How-To & Life · Guide · Developer Utilities
How to write robots.txt
Create a robots.txt file to control search engine bots without breaking SEO. Explore user-agent rules, sitemap directives, and crawl-delay in a free online guide.
A robots.txt file is a 1994-vintage plain-text protocol that still controls whether Googlebot, Bingbot, and a zoo of other crawlers touch your site. It lives at exactly one path — /robots.txt at your root domain — and a single typo can either leak your staging environment into search results or de-index your entire production site. The syntax looks trivial, but the rules around precedence, wildcards, and the difference between crawling and indexing trip up even experienced SEOs. This guide covers the full directive set (User-agent, Disallow, Allow, Sitemap, Crawl-delay), wildcard and anchor matching, why Noindex was moved out of robots.txt in 2019, and the common patterns that keep staging environments private without breaking production.
Advertisement
What robots.txt actually controls
Robots.txt tells well-behaved crawlers which URLs they may request. It does not enforce anything — malicious scrapers ignore it — and it does not directly stop a page from appearing in search results. A URL blocked in robots.txt can still be indexed if Google discovers it via external links; the search result simply has no snippet because the crawler never read the page body.
If you need a page to stay out of the index, use an HTTP X-Robots-Tag: noindex header or a <meta name="robots" content="noindex">tag — and crucially, leave the URL crawlable so Google can see the directive.
File location and format
The file must be at https://example.com/robots.txt. Subdomains need their own — blog.example.com/robots.txt is separate from example.com/robots.txt. The content type should be text/plain and encoding UTF-8. A BOM at the start is tolerated but avoid it.
Maximum file size honored by Google is 500 KiB. Anything past that is truncated, and the truncation can land mid-rule. Keep real-world files well under 50 KiB.
User-agent: targeting specific crawlers
Every rule block starts with one or more User-agent lines. The value is a substring match against the crawler’s product token, case-insensitive.
User-agent: Googlebot Disallow: /admin/ User-agent: Bingbot Disallow: /admin/ Crawl-delay: 10 User-agent: * Disallow: /private/
The * wildcard matches every crawler that has no more specific block. A crawler picks the single most specific matching group and obeys only that one — rules do not merge across groups. If Googlebot matches both its own block and the * block, it follows only the Googlebot block.
Disallow and Allow
Disallow gives a path prefix the crawler must not request. Allow overrides a broader Disallow for a narrower path. Both are prefix matches starting from the root of the domain.

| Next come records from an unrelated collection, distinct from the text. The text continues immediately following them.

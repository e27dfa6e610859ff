//! Emits declaration.

use oxc_ast::ast::{CallExpression, Expression, Program};
use oxc_ast::visit::walk;
use oxc_ast::Visit;
use oxc_span::{GetSpan, Span};

use crate::component::ComponentDescriptor;
use crate::document::ScriptDocument;
use crate::options::TransformOptions;
use crate::synthesize::{emits_binding, EMIT_BINDING};

/// Move a list or object `emits` option into an `emit` accessor before the
/// wrapper, and point `<ctx>.emit(...)` calls in `setup` at it.
pub fn declare_emits(
    program: &Program<'_>,
    doc: &mut ScriptDocument<'_>,
    _options: &TransformOptions,
) -> bool {
    let Some(descriptor) = ComponentDescriptor::locate(program) else {
        return false;
    };
    let Some(emits) = descriptor.property("emits") else {
        return false;
    };
    if !matches!(
        emits.value,
        Expression::ArrayExpression(_) | Expression::ObjectExpression(_)
    ) {
        tracing::debug!("emits pass: unsupported emits value");
        return false;
    }

    let declaration = emits_binding(&doc.slice(emits.value.span()));
    doc.insert_before(descriptor.wrapper, declaration);

    let Some(setup) = descriptor.setup() else {
        return true;
    };
    let Some(context) = setup.param_name(1) else {
        return true;
    };
    let mut collector = ContextEmitCollector {
        context,
        callees: Vec::new(),
    };
    collector.visit_function_body(setup.body);
    tracing::debug!(rewritten = collector.callees.len(), "emits pass");
    for callee in collector.callees {
        doc.overwrite(callee, EMIT_BINDING);
    }
    true
}

/// Collects the callee spans of `<context>.emit(...)` calls.
struct ContextEmitCollector<'n> {
    context: &'n str,
    callees: Vec<Span>,
}

impl<'a> Visit<'a> for ContextEmitCollector<'_> {
    fn visit_call_expression(&mut self, call: &CallExpression<'a>) {
        if let Expression::StaticMemberExpression(member) = &call.callee {
            let on_context = matches!(
                &member.object,
                Expression::Identifier(id) if id.name.as_str() == self.context
            );
            if on_context && member.property.name.as_str() == "emit" {
                self.callees.push(member.span);
            }
        }
        walk::walk_call_expression(self, call);
    }
}

#[cfg(test)]
mod tests {
    use super::*;
    use crate::passes::test_utils::run_pass;

    #[test]
    fn test_array_emits_and_context_calls() {
        let source = "\
export default defineComponent({
  emits: ['change', 'update'],
  setup(props, context) {
    const onInput = () => context.emit('change', 1)
    watch(value, (v) => { context.emit('update', v) })
  },
})
";
        let (produced, code) = run_pass(declare_emits, source, &TransformOptions::default());
        assert!(produced);
        insta::assert_snapshot!(code, @r"
        const emit = defineEmits(['change', 'update'])
        export default defineComponent({
          emits: ['change', 'update'],
          setup(props, context) {
            const onInput = () => emit('change', 1)
            watch(value, (v) => { emit('update', v) })
          },
        })
        ");
    }

    #[test]
    fn test_object_emits_pass_through() {
        let source = "export default defineComponent({ emits: { change: (v: number) => v > 0 } })\n";
        let (produced, code) = run_pass(declare_emits, source, &TransformOptions::default());
        assert!(produced);
        assert!(code.starts_with("const emit = defineEmits({ change: (v: number) => v > 0 })\n"));
    }

    #[test]
    fn test_only_setup_context_is_rewritten() {
        let source = "export default defineComponent({ emits: ['a'], setup(p, ctx) { other.emit('a'); ctx.emit('a') } })\n";
        let (_, code) = run_pass(declare_emits, source, &TransformOptions::default());
        assert!(code.contains("other.emit('a'); emit('a')"));
    }

    #[test]
    fn test_unsupported_emits_value_is_noop() {
        let source = "export default defineComponent({ emits: EMITS })\n";
        let (produced, code) = run_pass(declare_emits, source, &TransformOptions::default());
        assert!(!produced);
        assert_eq!(code, source);
    }
}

User-agent: * Disallow: /wp-admin/ Allow: /wp-admin/admin-ajax.php
When rules conflict, Google uses the longest-matching path rule. Above, a request to /wp-admin/admin-ajax.php matches Allow (28 characters) more specifically than Disallow (10 characters), so it is allowed.
A bare Disallow: with no path means “nothing is disallowed” — it is the way to open a section back up. Disallow: / blocks the entire site.
Wildcards and end-of-URL anchor
Google, Bing, and most modern crawlers support two pattern characters beyond plain prefix matching:
* matches any sequence of characters. $ anchors the pattern to the end of the URL.
User-agent: * Disallow: /*?sessionid= Disallow: /*.pdf$ Allow: /public/*.pdf$
The first line blocks any URL containing ?sessionid=. The second blocks URLs ending in .pdf — without $, /file.pdf.html would also match. The Allow line then re-opens PDFs under /public/.
Sitemap directive
Unlike the rule directives, Sitemap lines are global — they are not tied to any User-agent group and can appear anywhere in the file. Use absolute URLs.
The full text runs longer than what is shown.